Data shown START

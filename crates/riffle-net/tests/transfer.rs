//! Full transfer protocol over localhost TCP: a primary streams its
//! latest checkpoint to a fresh follower, the follower swaps it in, and
//! both ends agree byte-for-byte.

use std::net::SocketAddr;
use std::path::Path;
use std::sync::Arc;
use std::time::Duration;

use riffle_core::{
    CoreId, CoreMeta, CoreOptions, Instruction, Location, MpuId, NoTransport, ReplicaTransport,
    StorageCore, TransportError,
};
use riffle_net::{CoreServer, TcpTransport};
use riffle_storage::ScanRange;

fn meta(label: &str, core_id: u64, port: u16) -> CoreMeta {
    CoreMeta::new(
        MpuId(1),
        CoreId(core_id),
        label,
        Location::new("127.0.0.1", port),
    )
}

fn put_at(core: &StorageCore, clock: u64, key: &[u8], value: &[u8]) {
    core.save_instruction(clock, b"op").unwrap();
    core.tick(clock).unwrap();
    let mut writer = core
        .writer(Instruction {
            clock,
            payload: b"op".to_vec(),
        })
        .unwrap();
    writer.put(key.to_vec(), value.to_vec());
    core.flush(writer).unwrap();
}

/// Runs a `CoreServer` for `cores` on its own runtime thread, returning
/// the bound address.
fn spawn_server(cores: Vec<Arc<StorageCore>>) -> SocketAddr {
    let (addr_tx, addr_rx) = std::sync::mpsc::channel();
    std::thread::spawn(move || {
        let runtime = tokio::runtime::Builder::new_current_thread()
            .enable_all()
            .build()
            .unwrap();
        runtime.block_on(async move {
            let listener = tokio::net::TcpListener::bind("127.0.0.1:0").await.unwrap();
            addr_tx.send(listener.local_addr().unwrap()).unwrap();
            let server = CoreServer::new(cores);
            let _ = server.serve(listener).await;
        });
    });
    addr_rx.recv().unwrap()
}

fn open_follower(root: &Path) -> Arc<StorageCore> {
    StorageCore::open(
        meta("follower", 2, 0),
        CoreOptions::new(root),
        Arc::new(NoTransport),
    )
    .unwrap()
}

#[test]
fn test_transfer_to_fresh_follower() {
    let primary_dir = tempfile::tempdir().unwrap();
    let follower_dir = tempfile::tempdir().unwrap();

    let follower = open_follower(follower_dir.path());
    let addr = spawn_server(vec![Arc::clone(&follower)]);
    let follower_meta = meta("follower", 2, addr.port());

    let primary = StorageCore::open(
        meta("primary", 1, 0),
        CoreOptions::new(primary_dir.path()),
        Arc::new(TcpTransport::new().unwrap()),
    )
    .unwrap();
    for clock in 1..=100u64 {
        put_at(
            &primary,
            clock,
            format!("key-{clock:03}").as_bytes(),
            format!("value-{clock}").as_bytes(),
        );
    }

    primary.transfer_to(&follower_meta).unwrap();

    assert_eq!(follower.clocked().unwrap(), 100);

    let primary_rows: Vec<_> = primary
        .reader()
        .unwrap()
        .scan(&ScanRange::all())
        .unwrap()
        .collect();
    let follower_rows: Vec<_> = follower
        .reader()
        .unwrap()
        .scan(&ScanRange::all())
        .unwrap()
        .collect();
    assert_eq!(primary_rows.len(), 100);
    assert_eq!(primary_rows, follower_rows);
}

#[test]
fn test_transfer_is_repeatable() {
    let primary_dir = tempfile::tempdir().unwrap();
    let follower_dir = tempfile::tempdir().unwrap();

    let follower = open_follower(follower_dir.path());
    let addr = spawn_server(vec![Arc::clone(&follower)]);
    let follower_meta = meta("follower", 2, addr.port());

    let primary = StorageCore::open(
        meta("primary", 1, 0),
        CoreOptions::new(primary_dir.path()),
        Arc::new(TcpTransport::new().unwrap()),
    )
    .unwrap();

    put_at(&primary, 1, b"k1", b"v1");
    primary.transfer_to(&follower_meta).unwrap();
    assert_eq!(follower.clocked().unwrap(), 1);

    // The primary advances; a second whole-transfer catches the follower up.
    put_at(&primary, 2, b"k2", b"v2");
    primary.transfer_to(&follower_meta).unwrap();

    assert_eq!(follower.clocked().unwrap(), 2);
    assert_eq!(
        follower.reader().unwrap().get(b"k2").unwrap(),
        Some(b"v2".to_vec())
    );
}

#[test]
fn test_transfer_backup_unknown_core_is_remote_error() {
    let follower_dir = tempfile::tempdir().unwrap();
    let follower = open_follower(follower_dir.path());
    let addr = spawn_server(vec![follower]);

    let transport = TcpTransport::new().unwrap();
    let wrong = meta("ghost", 99, addr.port());
    match transport.transfer_backup(&wrong) {
        Err(TransportError::Remote(message)) => {
            assert!(message.contains("no core"), "unexpected message: {message}");
        }
        other => panic!("expected remote error, got {other:?}"),
    }
}

#[test]
fn test_rpc_against_dead_port_is_io_error() {
    let transport = TcpTransport::with_timeout(Duration::from_secs(1)).unwrap();
    // Port 1 on localhost refuses connections.
    let target = meta("nobody", 1, 1);
    match transport.transfer_backup(&target) {
        Err(TransportError::Io(_)) => {}
        other => panic!("expected io error, got {other:?}"),
    }
}

#[test]
fn test_file_stream_replaces_existing_file() {
    let follower_dir = tempfile::tempdir().unwrap();
    let follower = open_follower(follower_dir.path());
    let addr = spawn_server(vec![Arc::clone(&follower)]);
    let follower_meta = meta("follower", 2, addr.port());

    let staging = follower.receive_backup().unwrap();
    std::fs::write(staging.join("payload.bin"), b"stale").unwrap();

    let source = tempfile::tempdir().unwrap();
    std::fs::write(source.path().join("payload.bin"), b"fresh contents").unwrap();

    let transport = TcpTransport::new().unwrap();
    transport
        .send_directory(&follower_meta, source.path(), &staging)
        .unwrap();

    assert_eq!(
        std::fs::read(staging.join("payload.bin")).unwrap(),
        b"fresh contents"
    );
}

Data shown END

Word for word, copy all of the listing above.

filename crates/riffle-net/tests/transfer.rs
//! Full transfer protocol over localhost TCP: a primary streams its
//! latest checkpoint to a fresh follower, the follower swaps it in, and
//! both ends agree byte-for-byte.

use std::net::SocketAddr;
use std::path::Path;
use std::sync::Arc;
use std::time::Duration;

use riffle_core::{
    CoreId, CoreMeta, CoreOptions, Instruction, Location, MpuId, NoTransport, ReplicaTransport,
    StorageCore, TransportError,
};
use riffle_net::{CoreServer, TcpTransport};
use riffle_storage::ScanRange;

fn meta(label: &str, core_id: u64, port: u16) -> CoreMeta {
    CoreMeta::new(
        MpuId(1),
        CoreId(core_id),
        label,
        Location::new("127.0.0.1", port),
    )
}

fn put_at(core: &StorageCore, clock: u64, key: &[u8], value: &[u8]) {
    core.save_instruction(clock, b"op").unwrap();
    core.tick(clock).unwrap();
    let mut writer = core
        .writer(Instruction {
            clock,
            payload: b"op".to_vec(),
        })
        .unwrap();
    writer.put(key.to_vec(), value.to_vec());
    core.flush(writer).unwrap();
}

/// Runs a `CoreServer` for `cores` on its own runtime thread, returning
/// the bound address.
fn spawn_server(cores: Vec<Arc<StorageCore>>) -> SocketAddr {
    let (addr_tx, addr_rx) = std::sync::mpsc::channel();
    std::thread::spawn(move || {
        let runtime = tokio::runtime::Builder::new_current_thread()
            .enable_all()
            .build()
            .unwrap();
        runtime.block_on(async move {
            let listener = tokio::net::TcpListener::bind("127.0.0.1:0").await.unwrap();
            addr_tx.send(listener.local_addr().unwrap()).unwrap();
            let server = CoreServer::new(cores);
            let _ = server.serve(listener).await;
        });
    });
    addr_rx.recv().unwrap()
}

fn open_follower(root: &Path) -> Arc<StorageCore> {
    StorageCore::open(
        meta("follower", 2, 0),
        CoreOptions::new(root),
        Arc::new(NoTransport),
    )
    .unwrap()
}

#[test]
fn test_transfer_to_fresh_follower() {
    let primary_dir = tempfile::tempdir().unwrap();
    let follower_dir = tempfile::tempdir().unwrap();

    let follower = open_follower(follower_dir.path());
    let addr = spawn_server(vec![Arc::clone(&follower)]);
    let follower_meta = meta("follower", 2, addr.port());

    let primary = StorageCore::open(
        meta("primary", 1, 0),
        CoreOptions::new(primary_dir.path()),
        Arc::new(TcpTransport::new().unwrap()),
    )
    .unwrap();
    for clock in 1..=100u64 {
        put_at(
            &primary,
            clock,
            format!("key-{clock:03}").as_bytes(),
            format!("value-{clock}").as_bytes(),
        );
    }

    primary.transfer_to(&follower_meta).unwrap();

    assert_eq!(follower.clocked().unwrap(), 100);

    let primary_rows: Vec<_> = primary
        .reader()
        .unwrap()
        .scan(&ScanRange::all())
        .unwrap()
        .collect();
    let follower_rows: Vec<_> = follower
        .reader()
        .unwrap()
        .scan(&ScanRange::all())
        .unwrap()
        .collect();
    assert_eq!(primary_rows.len(), 100);
    assert_eq!(primary_rows, follower_rows);
}

#[test]
fn test_transfer_is_repeatable() {
    let primary_dir = tempfile::tempdir().unwrap();
    let follower_dir = tempfile::tempdir().unwrap();

    let follower = open_follower(follower_dir.path());
    let addr = spawn_server(vec![Arc::clone(&follower)]);
    let follower_meta = meta("follower", 2, addr.port());

    let primary = StorageCore::open(
        meta("primary", 1, 0),
        CoreOptions::new(primary_dir.path()),
        Arc::new(TcpTransport::new().unwrap()),
    )
    .unwrap();

    put_at(&primary, 1, b"k1", b"v1");
    primary.transfer_to(&follower_meta).unwrap();
    assert_eq!(follower.clocked().unwrap(), 1);

    // The primary advances; a second whole-transfer catches the follower up.
    put_at(&primary, 2, b"k2", b"v2");
    primary.transfer_to(&follower_meta).unwrap();

    assert_eq!(follower.clocked().unwrap(), 2);
    assert_eq!(
        follower.reader().unwrap().get(b"k2").unwrap(),
        Some(b"v2".to_vec())
    );
}

#[test]
fn test_transfer_backup_unknown_core_is_remote_error() {
    let follower_dir = tempfile::tempdir().unwrap();
    let follower = open_follower(follower_dir.path());
    let addr = spawn_server(vec![follower]);

    let transport = TcpTransport::new().unwrap();
    let wrong = meta("ghost", 99, addr.port());
    match transport.transfer_backup(&wrong) {
        Err(TransportError::Remote(message)) => {
            assert!(message.contains("no core"), "unexpected message: {message}");
        }
        other => panic!("expected remote error, got {other:?}"),
    }
}

#[test]
fn test_rpc_against_dead_port_is_io_error() {
    let transport = TcpTransport::with_timeout(Duration::from_secs(1)).unwrap();
    // Port 1 on localhost refuses connections.
    let target = meta("nobody", 1, 1);
    match transport.transfer_backup(&target) {
        Err(TransportError::Io(_)) => {}
        other => panic!("expected io error, got {other:?}"),
    }
}

#[test]
fn test_file_stream_replaces_existing_file() {
    let follower_dir = tempfile::tempdir().unwrap();
    let follower = open_follower(follower_dir.path());
    let addr = spawn_server(vec![Arc::clone(&follower)]);
    let follower_meta = meta("follower", 2, addr.port());

    let staging = follower.receive_backup().unwrap();
    std::fs::write(staging.join("payload.bin"), b"stale").unwrap();

    let source = tempfile::tempdir().unwrap();
    std::fs::write(source.path().join("payload.bin"), b"fresh contents").unwrap();

    let transport = TcpTransport::new().unwrap();
    transport
        .send_directory(&follower_meta, source.path(), &staging)
        .unwrap();

    assert_eq!(
        std::fs::read(staging.join("payload.bin")).unwrap(),
        b"fresh contents"
    );
}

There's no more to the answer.